Olduvai Gorge derives its name from wild sisal (Sansevieria ehrenbergii), a relative to the succulent houseplant we call mother-in-law’s-tongue.   It turns out that the first European to realize the significance of the site was German entomologist Wilhelm Kattwinkel, who visited Tanzania in 1911 to collect butterflies.  When he pointed to the gorge and asked its name, the Maasai thought he was referring to the plants and told him their name, oldupaii.   What he heard was “olduvai”, and the rest is history.  But It was fossils found in 1913 by German geologist Hans Reck that inspired Kenyan-born Louis Leakey to begin serious archaeological work in the gorge.

 

 

 

As we sat in a little open-walled building listening to a talk from a museum staff member, we gazed out at the prominent tower of land before us.  The reddish upper layer, the Naisiusiu Beds, have been carbon-dated at 10,500 – 17,550 years and contain Middle Stone Age artifacts.

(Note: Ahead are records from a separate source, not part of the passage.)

use thiserror::Error;

/// Errors from repository operations.
#[derive(Debug, Error)]
pub enum StoreError {
    #[error("connection error: {0}")]
    Connection(String),

    #[error("record not found: {0}")]
    NotFound(String),

    /// A uniqueness constraint rejected the write.
    #[error("conflict: {0}")]
    Conflict(String),

    #[error("serialization error: {0}")]
    Serialization(String),

    #[error("backend error: {0}")]
    Backend(String),
}
impl ViewTarget {
    #[must_use]
    pub fn event_type(&self) -> ViewEventType {
        match self {
            Self::Store(_) => ViewEventType::StoreView,
            Self::Product(_) => ViewEventType::ProductView,
            Self::Page(_) => ViewEventType::PageView,
        }
    }

    #[must_use]
    pub fn target_id(&self) -> &str {
        match self {
            Self::Store(id) => id.as_str(),
            Self::Product(id) => id.as_str(),
            Self::Page(id) => id.as_str(),
        }
    }
}

/// A view event as submitted by a client.
///
/// `type` names which of the three id fields is meaningful; [`ViewEventInput::target`]
/// turns the loose wire shape into a [`ViewTarget`].
#[derive(Debug, Clone, Default, PartialEq, Eq, Serialize, Deserialize)]
#[cfg_attr(feature = "openapi", derive(utoipa::ToSchema))]
#[serde(rename_all = "camelCase")]
pub struct ViewEventInput {
    #[serde(rename = "type")]
    pub event_type: String,
    #[serde(default, skip_serializing_if = "Option::is_none")]
    pub store_id: Option<String>,
    #[serde(default, skip_serializing_if = "Option::is_none")]
    pub product_id: Option<String>,
    #[serde(default, skip_serializing_if = "Option::is_none")]
    pub page_id: Option<String>,
    #[serde(default, skip_serializing_if = "Option::is_none")]
    pub viewer_id: Option<String>,
}
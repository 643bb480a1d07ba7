//! View deduplication and the tenant analytics reports.
//!
//! Each submitted view passes through validation, a publish check of its
//! target, viewer hashing and finally either a keyed upsert (identified
//! viewers) or a raw insert (anonymous views). The storage layer's unique
//! idempotency key is what guarantees one row per viewer, target and UTC day.

use std::sync::Arc;

use serde::Serialize;
use tracing::{debug, warn};

use hololith_core::analytics::window_start_instant;
use hololith_core::{
    AnalyticsEvent, StoreId, TenantId, TrackOutcome, ViewEventInput, ViewTarget, ViewTotals,
    WeekSeries, hash_viewer,
};
use hololith_store::Repository;

use crate::clock::Clock;
use crate::error::EngineError;
use crate::stores::owned_store;

/// Maximum events accepted by one batch submission.
pub const MAX_BATCH_EVENTS: usize = 50;

/// Trailing seven-day totals for one store.
#[derive(Debug, Clone, PartialEq, Eq, Serialize)]
#[cfg_attr(feature = "openapi", derive(utoipa::ToSchema))]
#[serde(rename_all = "camelCase")]
pub struct StoreStats {
    pub store_id: StoreId,
    pub totals: ViewTotals,
}

#[derive(Clone)]
pub struct ViewDedupEngine {
    repo: Arc<dyn Repository>,
    clock: Arc<dyn Clock>,
}

impl ViewDedupEngine {
    pub fn new(repo: Arc<dyn Repository>, clock: Arc<dyn Clock>) -> Self {
        Self { repo, clock }
    }

    /// Record one view.
    ///
    /// Fails with [`EngineError::InvalidInput`] for a malformed event and with
    /// [`EngineError::NotFound`] when the target is missing or unpublished.
    /// Nothing is written in either case.
    pub async fn track_view(&self, input: &ViewEventInput) -> Result<TrackOutcome, EngineError> {
        let target = input.target()?;
        let viewer = input.viewer_id()?;
        self.ensure_published(&target).await?;

        let event = AnalyticsEvent::for_target(&target, viewer.map(hash_viewer), self.clock.now());
        if let Some(key) = &event.idempotency_key {
            let inserted = self.repo.upsert_event_by_key(&event).await?;
            debug!(event_type = %event.event_type, key = %key, inserted, "keyed view recorded");
            return Ok(TrackOutcome {
                ok: true,
                deduped: true,
            });
        }

        self.repo.insert_event(&event).await?;
        debug!(event_type = %event.event_type, target = target.target_id(), "anonymous view recorded");
        Ok(TrackOutcome {
            ok: true,
            deduped: false,
        })
    }

    /// Record up to [`MAX_BATCH_EVENTS`] views, each independently.
    ///
    /// Returns how many were accepted. Rejected events are logged and skipped;
    /// earlier events are never rolled back.
    pub async fn track_batch(&self, events: &[ViewEventInput]) -> Result<usize, EngineError> {
        if events.len() > MAX_BATCH_EVENTS {
            warn!(size = events.len(), "view batch rejected");
            return Err(EngineError::InvalidInput(format!(
                "events must contain at most {MAX_BATCH_EVENTS} items"
            )));
        }

        let mut accepted = 0;
        for (index, event) in events.iter().enumerate() {
            match self.track_view(event).await {
                Ok(_) => accepted += 1,
                Err(e) => debug!(index, error = %e, "batch event skipped"),
            }
        }
        Ok(accepted)
    }

    async fn store_published(&self, id: &StoreId) -> Result<bool, EngineError> {
        Ok(self
            .repo
            .get_store(id)
            .await?
            .is_some_and(|store| store.status.is_published()))
    }

    /// Resolve the target and require it, and the store that owns it, to be published.
    async fn ensure_published(&self, target: &ViewTarget) -> Result<(), EngineError> {
        let (visible, what) = match target {
            ViewTarget::Store(id) => (self.store_published(id).await?, "Store"),
            ViewTarget::Product(id) => {
                let visible = match self.repo.get_product(id).await? {
                    Some(product) if product.status.is_published() => {
                        self.store_published(&product.store_id).await?
                    }
                    _ => false,
                };
                (visible, "Product")
            }
            ViewTarget::Page(id) => {
                let visible = match self.repo.get_page(id).await? {
                    Some(page) if page.status.is_published() => {
                        self.store_published(&page.store_id).await?
                    }
                    _ => false,
                };
                (visible, "Page")
            }
        };

        if visible {
            Ok(())
        } else {
            Err(EngineError::NotFound(format!("{what} not found")))
        }
    }

    /// Lifetime view counts per type across the tenant's content.
    pub async fn overview(&self, tenant: &TenantId) -> Result<ViewTotals, EngineError> {
        Ok(self.repo.count_views(tenant, None).await?)
    }

    /// Seven zero-filled UTC day buckets ending today.
    pub async fn last_7_days(&self, tenant: &TenantId) -> Result<WeekSeries, EngineError> {
        let now = self.clock.now();
        let since = window_start_instant(now);
        let stamps = self.repo.view_timestamps(tenant, since).await?;
        Ok(WeekSeries::build(now.date_naive(), stamps))
    }

    /// Trailing seven-day totals for one of the tenant's stores.
    pub async fn store_stats(
        &self,
        tenant: &TenantId,
        store: &StoreId,
    ) -> Result<StoreStats, EngineError> {
        owned_store(self.repo.as_ref(), tenant, store).await?;
        let since = window_start_instant(self.clock.now());
        let totals = self.repo.count_store_views(store, since).await?;
        Ok(StoreStats {
            store_id: store.clone(),
            totals,
        })
    }
}
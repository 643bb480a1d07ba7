pub mod limiter;
pub mod middleware;

pub use limiter::{RateLimitExceeded, RateLimitResult, RateLimiter, RouteClass};
pub use middleware::RateLimitLayer;
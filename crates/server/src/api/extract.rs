//! Body and query extractors whose rejections use the uniform error body.
//!
//! axum's own `Json` and `Query` reject with plain-text 400/415/422 responses.
//! These wrappers turn every rejection into [`ServerError::BadRequest`].

use axum::extract::rejection::{JsonRejection, QueryRejection};
use axum::extract::{FromRequest, FromRequestParts, Request};
use axum::http::request::Parts;
use axum::response::{IntoResponse, Response};
use serde::Serialize;
use tracing::debug;

use crate::error::ServerError;

/// JSON request body or response payload.
#[derive(Debug, Clone, Copy, Default)]
pub struct Json<T>(pub T);

impl<T, S> FromRequest<S> for Json<T>
where
    axum::Json<T>: FromRequest<S, Rejection = JsonRejection>,
    S: Send + Sync,
{
    type Rejection = ServerError;

    async fn from_request(req: Request, state: &S) -> Result<Self, Self::Rejection> {
        match axum::Json::<T>::from_request(req, state).await {
            Ok(axum::Json(value)) => Ok(Self(value)),
            Err(rejection) => {
                debug!(status = %rejection.status(), "rejected request body");
                Err(ServerError::BadRequest(rejection.body_text()))
            }
        }
    }
}

impl<T: Serialize> IntoResponse for Json<T> {
    fn into_response(self) -> Response {
        axum::Json(self.0).into_response()
    }
}

/// Query-string parameters.
#[derive(Debug, Clone, Copy, Default)]
pub struct Query<T>(pub T);

impl<T, S> FromRequestParts<S> for Query<T>
where
    axum::extract::Query<T>: FromRequestParts<S, Rejection = QueryRejection>,
    S: Send + Sync,
{
    type Rejection = ServerError;

    async fn from_request_parts(parts: &mut Parts, state: &S) -> Result<Self, Self::Rejection> {
        match axum::extract::Query::<T>::from_request_parts(parts, state).await {
            Ok(axum::extract::Query(value)) => Ok(Self(value)),
            Err(rejection) => Err(ServerError::BadRequest(rejection.body_text())),
        }
    }
}

#[cfg(test)]
mod tests {
    use axum::body::Body;
    use axum::http::{Request as HttpRequest, StatusCode, header};
    use serde::Deserialize;

    use super::*;

    #[derive(Debug, Deserialize)]
    struct Tier {
        tier: u8,
    }

    fn json_request(body: &'static str) -> Request {
        HttpRequest::builder()
            .method("POST")
            .uri("/")
            .header(header::CONTENT_TYPE, "application/json")
            .body(Body::from(body))
            .unwrap()
    }

    #[tokio::test]
    async fn valid_body_is_extracted() {
        let Json(parsed) = Json::<Tier>::from_request(json_request(r#"{"tier":2}"#), &())
            .await
            .unwrap();
        assert_eq!(parsed.tier, 2);
    }

    #[tokio::test]
    async fn out_of_range_body_is_bad_request() {
        let err = Json::<Tier>::from_request(json_request(r#"{"tier":300}"#), &())
            .await
            .unwrap_err();
        assert!(matches!(err, ServerError::BadRequest(_)));
        assert_eq!(err.status(), StatusCode::BAD_REQUEST);
    }

    #[tokio::test]
    async fn missing_content_type_is_bad_request() {
        let req = HttpRequest::builder()
            .method("POST")
            .uri("/")
            .body(Body::from(r#"{"tier":1}"#))
            .unwrap();
        let err = Json::<Tier>::from_request(req, &()).await.unwrap_err();
        assert_eq!(err.status(), StatusCode::BAD_REQUEST);
    }

    #[tokio::test]
    async fn bad_query_is_bad_request() {
        let req = HttpRequest::builder().uri("/?tier=high").body(()).unwrap();
        let (mut parts, ()) = req.into_parts();
        let err = Query::<Tier>::from_request_parts(&mut parts, &())
            .await
            .unwrap_err();
        assert_eq!(err.status(), StatusCode::BAD_REQUEST);
    }
}
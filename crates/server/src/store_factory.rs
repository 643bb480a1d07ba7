use std::sync::Arc;

use hololith_store::Repository;
use hololith_store_memory::MemoryRepository;
#[cfg(feature = "postgres")]
use hololith_store_postgres::{PostgresConfig, PostgresRepository};

use crate::config::StoreConfig;
use crate::error::ServerError;

/// Construct the configured repository backend.
///
/// Backends that keep a schema run their migrations as part of construction.
pub async fn create_repository(config: &StoreConfig) -> Result<Arc<dyn Repository>, ServerError> {
    match config.backend.as_str() {
        "memory" => Ok(Arc::new(MemoryRepository::new())),
        #[cfg(feature = "postgres")]
        "postgres" => create_postgres(config).await,
        other => Err(ServerError::Config(format!(
            "unsupported store backend: {other} (is the feature enabled?)"
        ))),
    }
}

#[cfg(feature = "postgres")]
async fn create_postgres(config: &StoreConfig) -> Result<Arc<dyn Repository>, ServerError> {
    let url = config
        .url
        .as_deref()
        .ok_or_else(|| ServerError::Config("postgres backend requires 'url' in [store]".into()))?;
    let pg_config = PostgresConfig {
        url: url.to_owned(),
        pool_size: config.pool_size,
        schema: config.schema.clone(),
        table_prefix: config.table_prefix.clone(),
    };
    let repo = PostgresRepository::new(pg_config)
        .await
        .map_err(|e| ServerError::Config(format!("postgres store: {e}")))?;
    Ok(Arc::new(repo))
}

#[cfg(test)]
mod tests {
    use super::*;

    #[tokio::test]
    async fn memory_backend_is_built() {
        let repo = create_repository(&StoreConfig::default()).await.unwrap();
        assert!(repo.ping().await.is_ok());
    }

    #[cfg(not(feature = "postgres"))]
    #[tokio::test]
    async fn postgres_requires_feature() {
        let config = StoreConfig {
            backend: "postgres".into(),
            url: Some("postgres://localhost/hololith".into()),
            ..StoreConfig::default()
        };
        let Err(err) = create_repository(&config).await else {
            panic!("expected a configuration error");
        };
        assert!(err.to_string().contains("is the feature enabled"));
    }
}
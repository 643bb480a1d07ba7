//! Business services for the Hololith storefront backend.
//!
//! The [`Engine`] bundles the Quota Engine, the View Deduplication Engine, the
//! Tag-Tier Gate and the catalog services over a single [`Repository`]
//! implementation.
//!
//! [`Repository`]: hololith_store::Repository

pub mod analytics;
pub mod builder;
pub mod catalog;
pub mod clock;
pub mod discovery;
pub mod engine;
pub mod error;
pub mod pages;
mod patch;
pub mod quota;
pub mod seed;
pub mod stores;
pub mod tags;
pub mod tenants;

#[cfg(test)]
mod testing;

pub use analytics::{MAX_BATCH_EVENTS, StoreStats, ViewDedupEngine};
pub use builder::EngineBuilder;
pub use catalog::{CreateProduct, ProductService, StoreProduct, StoreProducts, UpdateProduct};
pub use clock::{Clock, ManualClock, SystemClock};
pub use discovery::{DiscoveryService, ExploreResponse, ExploreResults};
pub use engine::Engine;
pub use error::EngineError;
pub use pages::{CreatePage, PageService, StorePage, UpdatePage};
pub use quota::{BillingSummary, QuotaEngine};
pub use seed::SeedReport;
pub use stores::{CreateStore, StoreRef, StoreService, UpdateStore};
pub use tags::{CreateTag, TagLanding, TagService, TagTierGate};
pub use tenants::{CreateTenant, TenantMembership, TenantService, TenantSummary};
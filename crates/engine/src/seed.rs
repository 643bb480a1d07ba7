use serde::Serialize;
use tracing::info;

use hololith_core::{PlanDraft, TagDraft};
use hololith_store::Repository;

use crate::clock::Clock;
use crate::error::EngineError;
use crate::tags::tag_from_draft;

/// What a seeding run wrote.
#[derive(Debug, Clone, Copy, Default, PartialEq, Eq, Serialize)]
#[serde(rename_all = "camelCase")]
pub struct SeedReport {
    pub plans: usize,
    pub tags_created: usize,
}

/// Upsert the built-in plans and create any missing built-in tags.
///
/// Safe to run repeatedly: plans are replaced by code and existing tags are left alone.
pub async fn seed_catalog(
    repo: &dyn Repository,
    clock: &dyn Clock,
) -> Result<SeedReport, EngineError> {
    let mut report = SeedReport::default();

    for draft in std::iter::once(PlanDraft::free()).chain(PlanDraft::paid_tiers()) {
        repo.upsert_plan(&draft).await?;
        report.plans += 1;
    }

    for draft in TagDraft::seed() {
        if repo.find_tag_by_slug(&draft.slug).await?.is_some() {
            continue;
        }
        match repo.insert_tag(&tag_from_draft(draft, clock.now())).await {
            Ok(()) => report.tags_created += 1,
            // Another seeder got there first.
            Err(hololith_store::StoreError::Conflict(_)) => {}
            Err(e) => return Err(e.into()),
        }
    }

    info!(plans = report.plans, tags_created = report.tags_created, "seed catalog applied");
    Ok(report)
}

#[cfg(test)]
mod tests {
    use hololith_store::{PlanStore, TagStore};

    use super::*;
    use crate::testing::Fixture;

    #[tokio::test]
    async fn seeding_is_idempotent() {
        let fx = Fixture::new();
        let first = seed_catalog(fx.repo.as_ref(), fx.clock.as_ref()).await.unwrap();
        assert_eq!(first, SeedReport { plans: 4, tags_created: 3 });

        let second = seed_catalog(fx.repo.as_ref(), fx.clock.as_ref()).await.unwrap();
        assert_eq!(second.tags_created, 0);

        let codes: Vec<String> = fx
            .repo
            .list_plans()
            .await
            .unwrap()
            .into_iter()
            .map(|p| p.code)
            .collect();
        assert_eq!(codes, ["free", "starter", "pro", "business"]);
        assert_eq!(fx.repo.list_tags().await.unwrap().len(), 3);
    }
}
use std::sync::Arc;

use serde::{Deserialize, Serialize};
use tracing::info;

use hololith_core::catalog::{validate_min_len, validate_slug};
use hololith_core::{
    DEFAULT_CURRENCY, Product, ProductId, PublishStatus, StoreId, TenantId, ValidationError,
};
use hololith_store::Repository;

use crate::clock::Clock;
use crate::error::EngineError;
use crate::patch::{nullable, set_if_changed};
use crate::quota::QuotaEngine;
use crate::stores::{StoreRef, owned_store, published_store};

fn validate_price(price_cents: i64) -> Result<(), ValidationError> {
    if price_cents < 0 {
        return Err(ValidationError::new("priceCents must be a non-negative integer"));
    }
    Ok(())
}

fn normalize_currency(raw: &str) -> Result<String, ValidationError> {
    let code = raw.trim().to_ascii_uppercase();
    if code.len() == 3 && code.chars().all(|c| c.is_ascii_alphabetic()) {
        Ok(code)
    } else {
        Err(ValidationError::new("currency must be a 3-letter code"))
    }
}

fn validate_media(media: &serde_json::Value) -> Result<(), ValidationError> {
    if media.is_array() {
        Ok(())
    } else {
        Err(ValidationError::new("media must be an array"))
    }
}

/// Input for creating a product.
#[derive(Debug, Clone, Deserialize)]
#[cfg_attr(feature = "openapi", derive(utoipa::ToSchema))]
#[serde(rename_all = "camelCase")]
pub struct CreateProduct {
    pub store_id: StoreId,
    pub title: String,
    pub slug: String,
    #[serde(default)]
    pub description: Option<String>,
    pub price_cents: i64,
    /// Defaults to `USD`.
    #[serde(default)]
    pub currency: Option<String>,
    #[serde(default)]
    #[cfg_attr(feature = "openapi", schema(value_type = Option<Object>))]
    pub media: Option<serde_json::Value>,
}
use serde::{Deserialize, Deserializer};

/// Deserialize a field that distinguishes "absent" from an explicit `null`.
///
/// Use with `#[serde(default, deserialize_with = "nullable")]` on an
/// `Option<Option<T>>`: a missing key stays `None`, `null` becomes `Some(None)`.
pub(crate) fn nullable<'de, D, T>(deserializer: D) -> Result<Option<Option<T>>, D::Error>
where
    D: Deserializer<'de>,
    T: Deserialize<'de>,
{
    Option::<T>::deserialize(deserializer).map(Some)
}

/// Apply a string patch only when it differs from the current value.
///
/// Returns `true` if the value changed.
pub(crate) fn set_if_changed(current: &mut String, next: Option<&String>) -> bool {
    match next {
        Some(next) if next != current => {
            current.clone_from(next);
            true
        }
        _ => false,
    }
}

#[cfg(test)]
mod tests {
    use serde::Deserialize;

    use super::*;

    #[derive(Deserialize)]
    struct Patch {
        #[serde(default, deserialize_with = "nullable")]
        field: Option<Option<String>>,
    }

    #[test]
    fn absent_null_and_value_are_distinct() {
        let absent: Patch = serde_json::from_str("{}").unwrap();
        assert_eq!(absent.field, None);
        let null: Patch = serde_json::from_str(r#"{"field":null}"#).unwrap();
        assert_eq!(null.field, Some(None));
        let set: Patch = serde_json::from_str(r#"{"field":"x"}"#).unwrap();
        assert_eq!(set.field, Some(Some("x".to_owned())));
    }

    #[test]
    fn set_if_changed_reports_changes() {
        let mut value = "a".to_owned();
        assert!(!set_if_changed(&mut value, None));
        assert!(!set_if_changed(&mut value, Some(&"a".to_owned())));
        assert!(set_if_changed(&mut value, Some(&"b".to_owned())));
        assert_eq!(value, "b");
    }
}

In composition, this windborne volcanic soil is similar to the Serengeti plains nearby.  The very bottom of the gorge is composed of black basalt, deposited some 2 million years ago when boiling lava flowed from the Olmoti Volcano nearby into what was then a shallow alkaline lake.   Between the top of the tower and the gorge’s bottom layer are five stratigraphic beds representing more than 200 feet of spectacular archaeological and fossil history. 

 

 

Discoveries made at Olduvai include OH5, Paranthropus boisei (Australopithecus boisei) or “Nutcracker Man”, a 1.8 million-year-old hominid ancestor with gorilla-sized teeth found in 1959 by Mary Leakey in the lowest strata, Bed I.  Also found in Bed I were 1.9 million-year-old-tools.   In 1960, their son Jonathan Leakey found the 1.75 million-year-old skull of OH7, Homo habilis, the first-known hominid.   He was nicknamed “Handy Man” because he is presumed to have used the primitive tools found in the same bed.  

 

 

 

Fossils of gigantic giraffes, buffaloes, rhinos and elephants were also found in Beds I and II, their size a consequence of the moist, favorable conditions in the area some 1.5 million years ago.  The upper part of Bed II revealed 1.2 million-year-old fossils of Homo erectus olduvaiensis, man now having learned to stand upright and hunt those large beasts.  As Peter Mathiessen notes:  Tool-users such as Homo erectus and his contemporaries, who were large creatures themselves, hunted mastodonts, gorilla-sized baboons, wild saber-tusked pigs the size of hippopotami, and wild sheep as large as buffalo….”.   (Just 10 days after my visit to Olduvai, I was able to connect the dots as I stood before a glass display case in London’s magnificent Natural History Museum.    There, gleaming under the halogen lights, sat a partial skull of Homo erectus that had been discovered at Olduvai.   Nearby were Homo habilis, Paranthropus boisei and other artifacts from Olduvai.)

 

 

In Bed III, the soil is characterized by its reddish-brown color; this bed dates from when the salt lakes formed.  Bed IV (c. 800,000 years ago) contains sophisticated stone tools and more H. erectus fossils.  The Masek Beds (600,000 – 400,000 years ago) were formed by Kerimasi, another nearby volcano, now extinct.  The Ndutu Beds, next to the uppermost layer, are between 100,000 to 30,000 years old and contain Middle Stone Age artifacts. 

 

 

For its profound importance to mankind, Olduvai is a rustic place -- wind-swept and sun-baked with humble buildings that make little footprint on the landscape.  But the stunning discoveries unearthed there have altered forever our understanding of our own place on this planet.   (For more on the Leakey family, see their website.  For more on the topography and discoveries at Olduvai Gorge, have a look at this page from Wikipedia.  For more on the Leakey’s Olduvai Museum, read this page.)

 

 

Back in the vans, some of us laden with lovely little souvenirs from Olduvai’s gift shop, we continued west towards Serengeti’s eastern Naabi Gate.  As we drove through the adjacent plain dotted with thousands of grazing wildebeests and zebras, we gained our first clues about the size of the famous migration.